E la sua risata dovette apparire nuova, forse perfino strana, al resto di quei cuccioli che lo avevano visto imbronciato per tutto il tempo. Li vide girarsi verso di lui, e smettere di fare tutto ciò che stavano facendo.
Quando se ne accorse, tacque.
-Non ridere troppo, sono nomi reali- gli sussurrò Chrona, e mentre parlava, il suo faccione rotondo si avvicinò un po' più al muso di Sheeva.
Ammiccò, e andò in direzione degli altri cuccioli.
-Allora, chi vuole sentire una storia?
Quella domanda venne accolta da una serie di squittii emozionati, e tutto il gruppo si radunò intorno a Chrona, al centro della sala. Sheeva rimase ad ascoltare dal suo giaciglio, l'eco della voce di Chrona abbastanza alta da permettergli di sentire. Ogni tanto, capitava anche che Igaar gli raccontasse qualche storia, ma le sue non gli erano mai piaciute. Si trattava per lo più dei suoi deliri di grandezza, durante i quali Igaar gli elencava tutte le cose che avrebbe fatto, quando avesse preso il comando di Oceaon.
Quella storia fu diversa. Non c'era sangue, non c'erano sovrani e non c'erano sudditi. Solo una rondine smarrita che volava alla ricerca della propria famiglia, e alla fine, ritrovava il suo stormo. Sheeva pensò che in fondo erano belle, le favole dei grifoni.

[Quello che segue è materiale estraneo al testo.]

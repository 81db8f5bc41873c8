//! Gateway message format
//!
//! Defines the structure for all WebSocket frames.

use super::{ClientEventPayload, CloseCode, ErrorPayload, HelloPayload, OpCode};
use courier_common::{EventType, UnknownEventType};
use serde::{Deserialize, Serialize};
use serde_json::Value;
use thiserror::Error;

/// Why a frame could not be read as a client Event
#[derive(Debug, Error)]
pub enum ClientEventError {
    #[error("Frame is not an Event")]
    NotAnEvent,

    #[error("Event frame has no type")]
    MissingType,

    /// Well-formed frame naming an event type outside the known set
    #[error(transparent)]
    UnknownType(#[from] UnknownEventType),

    #[error("Malformed event body: {0}")]
    MalformedBody(#[source] serde_json::Error),
}

/// Gateway message format
///
/// All frames sent over the WebSocket connection follow this format.
#[derive(Debug, Clone, PartialEq, Serialize, Deserialize)]
pub struct GatewayMessage {
    /// Operation code
    pub op: OpCode,

    /// Event type (Dispatch, Event, and Error frames)
    #[serde(skip_serializing_if = "Option::is_none")]
    pub t: Option<String>,

    /// Per-session sequence number (Dispatch only)
    #[serde(skip_serializing_if = "Option::is_none")]
    pub s: Option<u64>,

    /// Frame data
    #[serde(skip_serializing_if = "Option::is_none")]
    pub d: Option<Value>,
}

impl GatewayMessage {
    // === Server Messages ===

    /// Create a Dispatch message (op=0)
    #[must_use]
    pub fn dispatch(event_type: &EventType, sequence: u64, data: Value) -> Self {
        Self {
            op: OpCode::Dispatch,
            t: Some(event_type.to_string()),
            s: Some(sequence),
            d: Some(data),
        }
    }

    /// Create a Ping message (op=1)
    #[must_use]
    pub fn ping() -> Self {
        Self {
            op: OpCode::Ping,
            t: None,
            s: None,
            d: None,
        }
    }

    /// Create a Hello message (op=10)
    #[must_use]
    pub fn hello(payload: &HelloPayload) -> Self {
        Self {
            op: OpCode::Hello,
            t: None,
            s: None,
            d: serde_json::to_value(payload).ok(),
        }
    }

    /// Create an Error message (op=9), tagged with the event type it concerns
    #[must_use]
    pub fn error(event_type: Option<&EventType>, payload: &ErrorPayload) -> Self {
        Self {
            op: OpCode::Error,
            t: event_type.map(ToString::to_string),
            s: None,
            d: serde_json::to_value(payload).ok(),
        }
    }

    // === Client Messages ===

    /// Create a Pong message (op=2)
    #[must_use]
    pub fn pong() -> Self {
        Self {
            op: OpCode::Pong,
            t: None,
            s: None,
            d: None,
        }
    }

    /// Create an Event message (op=3)
    #[must_use]
    pub fn event(event_type: &EventType, payload: &ClientEventPayload) -> Self {
        Self {
            op: OpCode::Event,
            t: Some(event_type.to_string()),
            s: None,
            d: serde_json::to_value(payload).ok(),
        }
    }

    /// Parse as a client Event (op=3)
    ///
    /// The event type is checked before the body so an unknown name is
    /// reported as such even when the body is also bad.
    pub fn as_client_event(&self) -> Result<(EventType, ClientEventPayload), ClientEventError> {
        if self.op != OpCode::Event {
            return Err(ClientEventError::NotAnEvent);
        }
        let event_type: EventType = self.t.as_deref().ok_or(ClientEventError::MissingType)?.parse()?;
        let body = self.d.clone().unwrap_or(Value::Null);
        let payload = serde_json::from_value(body).map_err(ClientEventError::MalformedBody)?;
        Ok((event_type, payload))
    }

    // === Utilities ===

    /// Serialize to JSON string
    pub fn to_json(&self) -> Result<String, serde_json::Error> {
        serde_json::to_string(self)
    }

    /// Deserialize from JSON string
    pub fn from_json(json: &str) -> Result<Self, serde_json::Error> {
        serde_json::from_str(json)
    }

    /// Close frame code and reason text
    #[must_use]
    pub fn close_frame(code: CloseCode) -> (u16, &'static str) {
        (code.as_u16(), code.description())
    }
}

impl std::fmt::Display for GatewayMessage {
    fn fmt(&self, f: &mut std::fmt::Formatter<'_>) -> std::fmt::Result {
        match (&self.t, self.s) {
            (Some(t), Some(s)) => write!(f, "GatewayMessage(op={}, t={t}, s={s})", self.op),
            (Some(t), None) => write!(f, "GatewayMessage(op={}, t={t})", self.op),
            _ => write!(f, "GatewayMessage(op={})", self.op),
        }
    }
}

Quando arrivò la notte e per i cuccioli fu il momento di dormire, Sheeva si accorse di essere stanco. Il suo cuore era provato da tutte le diverse emozioni di quella giornata. Emozioni che non era abituato a provare, non al di fuori di quel castello.
Ma quella notte non fu come la precedente, e quando venne il sonno, stavolta non fu privo di sogni.